Work task: Stop after the line containing "use germ::config::Config;"; retype every line of the data before it exactly, starting from the first.

+++ Material for the task +++

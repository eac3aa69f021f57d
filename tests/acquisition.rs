//! End-to-end acquisition scenarios over loopback sockets: simulated
//! register server, real PUB/SUB event stream, real control-plane TCP
//! clients, files on disk.
use std::path::PathBuf;
use std::sync::Arc;
use std::time::Duration;

use anyhow::Result;
use tokio::io::{AsyncBufReadExt, AsyncWriteExt, BufReader};
use tokio::net::TcpStream;
use zeromq::{Socket, SocketSend};

use germ::config::Config;
use germ::control::ControlClient;
use germ::controller::{AcqMode, Controller, ControllerConfig};
use germ::event::EventColumns;
use germ::ingest::{IngestShared, ZmqIngester};
use germ::registry::{BinaryGermReader, JsonlRegistry, RegistryIndex};
use germ::server::{ChannelHub, Server};
use germ::sim;

const WAIT: Duration = Duration::from_secs(10);

struct Rig {
    publisher: zeromq::PubSocket,
    regs: sim::SharedRegisters,
    start_rx: tokio::sync::mpsc::UnboundedReceiver<()>,
    server_addr: std::net::SocketAddr,
    registry_path: PathBuf,
    _dir: tempfile::TempDir,
}

async fn rig(max_events: Option<usize>) -> Result<Rig> {
    let (regs, ctrl_ep, start_rx) = sim::spawn_register_server().await?;
    let mut publisher = zeromq::PubSocket::new();
    let data_ep = publisher.bind("tcp://127.0.0.1:0").await?.to_string();

    let control = Arc::new(ControlClient::connect(&ctrl_ep).await?);
    let shared = IngestShared::new(max_events);
    let ingester = ZmqIngester::connect(&data_ep, shared.clone()).await?;
    tokio::spawn(async move {
        let _ = ingester.run().await;
    });

    let dir = tempfile::tempdir()?;
    let mut cfg = Config::default();
    cfg.filepath = dir.path().join("frames").display().to_string();
    let hub = ChannelHub::new(&cfg);
    let registry_path = dir.path().join("registry.jsonl");
    let registry = Arc::new(JsonlRegistry::open(&registry_path)?);

    let (controller, acq_tx) = Controller::new(
        control.clone(),
        hub.clone(),
        registry,
        AcqMode::Zmq(shared),
        ControllerConfig::default(),
    );
    tokio::spawn(controller.run());

    let listener = tokio::net::TcpListener::bind("127.0.0.1:0").await?;
    let server_addr = listener.local_addr()?;
    let server = Arc::new(Server {
        hub,
        control,
        acq_tx,
    });
    tokio::spawn(async move {
        let _ = server.serve(listener).await;
    });

    // Let the SUB subscription propagate before anything publishes.
    tokio::time::sleep(Duration::from_millis(200)).await;
    Ok(Rig {
        publisher,
        regs,
        start_rx,
        server_addr,
        registry_path,
        _dir: dir,
    })
}

/// Line-oriented JSON client for the control plane.
struct Client {
    lines: tokio::io::Lines<BufReader<tokio::net::tcp::OwnedReadHalf>>,
    write: tokio::net::tcp::OwnedWriteHalf,
}

impl Client {
    async fn connect(addr: std::net::SocketAddr) -> Result<Self> {
        let stream = TcpStream::connect(addr).await?;
        let (read, write) = stream.into_split();
        Ok(Self {
            lines: BufReader::new(read).lines(),
            write,
        })
    }

    async fn next_json(&mut self) -> Result<serde_json::Value> {
        let line = tokio::time::timeout(WAIT, self.lines.next_line())
            .await??
            .ok_or_else(|| anyhow::anyhow!("connection closed"))?;
        Ok(serde_json::from_str(&line)?)
    }

    /// Send one request and read its reply, skipping pushed updates.
    async fn request(&mut self, req: serde_json::Value) -> Result<serde_json::Value> {
        self.write.write_all(req.to_string().as_bytes()).await?;
        self.write.write_all(b"\n").await?;
        loop {
            let v = self.next_json().await?;
            if v.get("event").is_none() {
                return Ok(v);
            }
        }
    }

    async fn read_channel(&mut self, channel: &str) -> Result<serde_json::Value> {
        let resp = self
            .request(serde_json::json!({"op": "read", "channel": channel}))
            .await?;
        anyhow::ensure!(resp["ok"] == true, "read {channel} failed: {resp}");
        Ok(resp["value"].clone())
    }

    async fn write_channel(
        &mut self,
        channel: &str,
        value: serde_json::Value,
    ) -> Result<serde_json::Value> {
        self.request(serde_json::json!({
            "op": "write", "channel": channel, "value": value,
        }))
        .await
    }

    /// Wait for a pushed update matching `channel` and `value`.
    async fn await_update(
        &mut self,
        channel: &str,
        value: &serde_json::Value,
    ) -> Result<()> {
        let deadline = tokio::time::Instant::now() + WAIT;
        loop {
            anyhow::ensure!(
                tokio::time::Instant::now() < deadline,
                "no {channel}={value} update in time"
            );
            let v = self.next_json().await?;
            if v.get("event").is_some() && v["channel"] == channel && &v["value"] == value
            {
                return Ok(());
            }
        }
    }
}

async fn subscribed_client(addr: std::net::SocketAddr) -> Result<Client> {
    let mut c = Client::connect(addr).await?;
    let resp = c
        .request(serde_json::json!({"op": "subscribe", "channel": "*"}))
        .await?;
    anyhow::ensure!(resp["ok"] == true, "subscribe failed: {resp}");
    Ok(c)
}

async fn wait_start(rig: &mut Rig) -> Result<()> {
    tokio::time::timeout(WAIT, rig.start_rx.recv())
        .await?
        .ok_or_else(|| anyhow::anyhow!("register server gone"))?;
    // The START write has echoed, so collection is live; leave a
    // moment for the PUB side of fresh messages to flush.
    tokio::time::sleep(Duration::from_millis(50)).await;
    Ok(())
}

#[tokio::test]
async fn s1_empty_frame() -> Result<()> {
    let mut rig = rig(None).await?;
    let mut sub = subscribed_client(rig.server_addr).await?;
    let mut cmd = Client::connect(rig.server_addr).await?;

    let resp = cmd.write_channel("acquire", serde_json::json!(1)).await?;
    anyhow::ensure!(resp["ok"] == true, "acquire write failed: {resp}");
    wait_start(&mut rig).await?;
    rig.publisher.send(sim::meta_message(7, 0)).await?;
    sub.await_update("acquire", &serde_json::json!(0)).await?;

    assert_eq!(cmd.read_channel("COUNT").await?, serde_json::json!(0));
    assert_eq!(cmd.read_channel("last_frame").await?, serde_json::json!(7));
    assert_eq!(cmd.read_channel("overfill").await?, serde_json::json!(0));
    let last_file = cmd.read_channel("last_file").await?;
    let path = PathBuf::from(last_file.as_str().unwrap());
    assert!(path.extension().is_some_and(|e| e == "bin"));

    // Five zero-length columns behind valid sentinels.
    let reader = BinaryGermReader::open(&path)?;
    assert!(reader.is_empty());
    assert_eq!(reader.frame_num, 7);
    assert_eq!(reader.overflow, 0);

    // Every column got a datum identifier resolving to an empty
    // column.
    let datum = cmd.read_channel("UUID:CHIP").await?;
    let index = RegistryIndex::load(&rig.registry_path)?;
    assert_eq!(index.fetch(datum.as_str().unwrap())?, Vec::<u32>::new());
    Ok(())
}

#[tokio::test]
async fn s2_single_event() -> Result<()> {
    let mut rig = rig(None).await?;
    let mut sub = subscribed_client(rig.server_addr).await?;
    let mut cmd = Client::connect(rig.server_addr).await?;

    cmd.write_channel("acquire", serde_json::json!(1)).await?;
    wait_start(&mut rig).await?;
    let cols = EventColumns::from_events(&[(3, 17, 500, 2048, 1_000_000)]);
    rig.publisher.send(sim::data_message(&cols)).await?;
    rig.publisher.send(sim::meta_message(8, 0)).await?;
    sub.await_update("acquire", &serde_json::json!(0)).await?;

    assert_eq!(cmd.read_channel("COUNT").await?, serde_json::json!(1));
    assert_eq!(cmd.read_channel("last_frame").await?, serde_json::json!(8));
    let path = PathBuf::from(
        cmd.read_channel("last_file").await?.as_str().unwrap(),
    );
    let reader = BinaryGermReader::open(&path)?;
    assert_eq!(reader.len(), 1);
    assert_eq!(reader.columns().event(0), (3, 17, 500, 2048, 1_000_000));

    // The registry resolves every column to the persisted scalar.
    let index = RegistryIndex::load(&rig.registry_path)?;
    for (channel, want) in [
        ("UUID:CHIP", 3u32),
        ("UUID:CHAN", 17),
        ("UUID:TD", 500),
        ("UUID:PD", 2048),
        ("UUID:TS", 1_000_000),
    ] {
        let datum = cmd.read_channel(channel).await?;
        assert_eq!(index.fetch(datum.as_str().unwrap())?, vec![want]);
    }
    Ok(())
}

#[tokio::test]
async fn s5_desynchronization() -> Result<()> {
    let mut rig = rig(Some(100)).await?;
    let mut sub = subscribed_client(rig.server_addr).await?;
    let mut cmd = Client::connect(rig.server_addr).await?;

    cmd.write_channel("acquire", serde_json::json!(1)).await?;
    wait_start(&mut rig).await?;
    // 150 events, no meta: the cap declares the frame desynchronized.
    for bunch in 0..3 {
        let cols = EventColumns::from_events(
            &(0..50)
                .map(|i| (1, 2, 3, 4, (bunch * 50 + i) as u32))
                .collect::<Vec<_>>(),
        );
        rig.publisher.send(sim::data_message(&cols)).await?;
    }
    sub.await_update("acquire", &serde_json::json!(0)).await?;

    assert_eq!(cmd.read_channel("COUNT").await?, serde_json::json!(150));
    assert_eq!(
        cmd.read_channel("last_frame").await?,
        serde_json::Value::Null
    );
    assert_eq!(cmd.read_channel("overfill").await?, serde_json::json!(0));
    let path = PathBuf::from(
        cmd.read_channel("last_file").await?.as_str().unwrap(),
    );
    assert_eq!(BinaryGermReader::open(&path)?.len(), 150);
    Ok(())
}

#[tokio::test]
async fn s6_frametime_bounds() -> Result<()> {
    let rig = rig(None).await?;
    let mut cmd = Client::connect(rig.server_addr).await?;

    let resp = cmd
        .write_channel("frametime", serde_json::json!(2.5))
        .await?;
    anyhow::ensure!(resp["ok"] == true, "frametime write failed: {resp}");
    assert_eq!(
        rig.regs.lock().unwrap().get(&0xD4).copied(),
        Some(2_500_000)
    );

    let resp = cmd
        .write_channel("frametime", serde_json::json!(-1.0))
        .await?;
    assert_eq!(resp["ok"], serde_json::json!(false));
    assert_eq!(resp["error"], serde_json::json!("Bounds"));
    // Channel and device register both untouched.
    assert_eq!(
        cmd.read_channel("frametime").await?,
        serde_json::json!(2.5)
    );
    assert_eq!(
        rig.regs.lock().unwrap().get(&0xD4).copied(),
        Some(2_500_000)
    );
    Ok(())
}

#[tokio::test]
async fn cancel_mid_collection_produces_no_file() -> Result<()> {
    let mut rig = rig(None).await?;
    let mut sub = subscribed_client(rig.server_addr).await?;
    let mut cmd = Client::connect(rig.server_addr).await?;

    cmd.write_channel("acquire", serde_json::json!(1)).await?;
    wait_start(&mut rig).await?;
    let cols = EventColumns::from_events(&[(1, 1, 1, 1, 1)]);
    rig.publisher.send(sim::data_message(&cols)).await?;
    tokio::time::sleep(Duration::from_millis(100)).await;

    cmd.write_channel("acquire", serde_json::json!(0)).await?;
    sub.await_update("acquire", &serde_json::json!(0)).await?;

    // Abandoned: nothing committed, STOP reached the detector.
    assert_eq!(
        cmd.read_channel("last_file").await?,
        serde_json::json!("null")
    );
    assert_eq!(cmd.read_channel("COUNT").await?, serde_json::json!(0));
    assert_eq!(rig.regs.lock().unwrap().get(&0x00).copied(), Some(0));
    Ok(())
}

+++

Response area:
repository eac3aa69f021f57d
filename tests/acquisition.rs
//! End-to-end acquisition scenarios over loopback sockets: simulated
//! register server, real PUB/SUB event stream, real control-plane TCP
//! clients, files on disk.
use std::path::PathBuf;
use std::sync::Arc;
use std::time::Duration;

use anyhow::Result;
use tokio::io::{AsyncBufReadExt, AsyncWriteExt, BufReader};
use tokio::net::TcpStream;
use zeromq::{Socket, SocketSend};

use germ::config::Config;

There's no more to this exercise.